KUALA LUMPUR, Aug 28 – AirAsiaGo is aggressively pushing its business forward to grow its revenue by over 50 per cent this year, and maintain this momentum into 2015.
The online travel portal also intends to re-invest in its web operations and marketing in order to capture some 15 per cent of Southeast Asia’s online travel market share by 2017. However, the portal declined to disclose any figures.
To meet its ambitious targets, AirAsiaGo General Manager Darren Goh Boon Yew said it would be leveraging on the different points of sales, which are expected to grow at different speeds and scale based on market maturity, online penetration and the country’s overall economic growth.
“Mature markets like Malaysia, Thailand and Indonesia are expected to have slower acceleration, while Hong Kong, South Korea and Japan are expected to grow faster,” he told Bernama in an email interview.
One-third of AirAsiaGo’s business comes from Malaysia, he added.Goh also believed that the high target would be backed by mobile web, higher travelling demand and AirAsia’s new route launches.
The portal is expected to introduce its mobile web by the fourth quarter of this year, which will see conversion improvements of over 45 per cent when it migrates all its sites by next year.
The travel portal targets the Asian millennial leisure travellers as the Gen Y often seeks and relies on information available on the web, are highly into social media and high technology and prefers travelling to global destinations at low cost.
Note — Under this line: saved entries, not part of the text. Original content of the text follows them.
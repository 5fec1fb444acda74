use leptos::prelude::*;

pub fn icon(name: &str) -> AnyView {
    match name {
        "courses" => view! {
            <svg width="20" height="20" viewBox="0 0 24 24" fill="none" stroke="currentColor" stroke-width="2" stroke-linecap="round" stroke-linejoin="round" aria-hidden="true">
                <path d="M2 3h6a4 4 0 0 1 4 4v14a3 3 0 0 0-3-3H2z"/>
                <path d="M22 3h-6a4 4 0 0 0-4 4v14a3 3 0 0 1 3-3h7z"/>
            </svg>
        }.into_any(),
        "dashboard" => view! {
            <svg width="20" height="20" viewBox="0 0 24 24" fill="none" stroke="currentColor" stroke-width="2" stroke-linecap="round" stroke-linejoin="round" aria-hidden="true">
                <rect x="3" y="3" width="7" height="9" rx="1"/>
                <rect x="14" y="3" width="7" height="5" rx="1"/>
                <rect x="14" y="12" width="7" height="9" rx="1"/>
                <rect x="3" y="16" width="7" height="5" rx="1"/>
            </svg>
        }.into_any(),
        "plus" => view! {
            <svg width="16" height="16" viewBox="0 0 24 24" fill="none" stroke="currentColor" stroke-width="2" stroke-linecap="round" stroke-linejoin="round" aria-hidden="true">
                <path d="M12 5v14"/>
                <path d="M5 12h14"/>
            </svg>
        }.into_any(),
        "logout" => view! {
            <svg width="18" height="18" viewBox="0 0 24 24" fill="none" stroke="currentColor" stroke-width="2" stroke-linecap="round" stroke-linejoin="round" aria-hidden="true">
                <path d="M9 21H5a2 2 0 0 1-2-2V5a2 2 0 0 1 2-2h4"/>
                <path d="M16 17l5-5-5-5"/>
                <path d="M21 12H9"/>
            </svg>
        }.into_any(),
        "search" => view! {
            <svg width="16" height="16" viewBox="0 0 24 24" fill="none" stroke="currentColor" stroke-width="2" stroke-linecap="round" stroke-linejoin="round" aria-hidden="true">
                <circle cx="11" cy="11" r="8"/>
                <path d="m21 21-4.3-4.3"/>
            </svg>
        }.into_any(),
        "users" => view! {
            <svg width="20" height="20" viewBox="0 0 24 24" fill="none" stroke="currentColor" stroke-width="2" stroke-linecap="round" stroke-linejoin="round" aria-hidden="true">
                <path d="M17 21v-2a4 4 0 0 0-4-4H7a4 4 0 0 0-4 4v2"/>
                <circle cx="9" cy="7" r="4"/>
                <path d="M23 21v-2a4 4 0 0 0-3-3.87"/>
                <path d="M16 3.13a4 4 0 0 1 0 7.75"/>
            </svg>
        }.into_any(),
        "clock" => view! {
            <svg width="20" height="20" viewBox="0 0 24 24" fill="none" stroke="currentColor" stroke-width="2" stroke-linecap="round" stroke-linejoin="round" aria-hidden="true">
                <circle cx="12" cy="12" r="10"/>
                <path d="M12 6v6l4 2"/>
            </svg>
        }.into_any(),
        "user" => view! {
            <svg width="20" height="20" viewBox="0 0 24 24" fill="none" stroke="currentColor" stroke-width="2" stroke-linecap="round" stroke-linejoin="round" aria-hidden="true">
                <path d="M19 21v-2a4 4 0 0 0-4-4H9a4 4 0 0 0-4 4v2"/>
                <circle cx="12" cy="7" r="4"/>
            </svg>
        }.into_any(),
        _ => view! { <span></span> }.into_any(),
    }
}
“Millennial travellers, those born after 1980, are very high on brand awareness but are not loyal, they focus on price, convenience and reviews from peers.”Social networks plays a big role in influencing purchase decisions, therefore it is important to pay attention to how travellers utilise various social media platforms,” he added.
On the back of these reasons, he noted that AirAsiaGo’s business was expected to be bullish in the second half of the year.Asked on the aviation industry’s performance, Goh said that the travel and tourism industry would continue to show robust growth in the second half of 2014.
“The recent MH17 and MH370 tragedies have deeply impacted not only Malaysia, but the entire world. The tragic loss from these recent disasters will stay with us for many years to come. Tourism and air travel may be impacted in the short run, but it will pick up later,” he added.
AirAsiaGo is managed by AAE Travel Pte Ltd, a 50-50 joint venture (JV) between low-cost carrier AirAsia Bhd and Expedia Inc, an online travel company.AirAsiaGo currently contributes 20 per cent to AAE Travel’s bottom line and this is expected to grow by five per cent annually.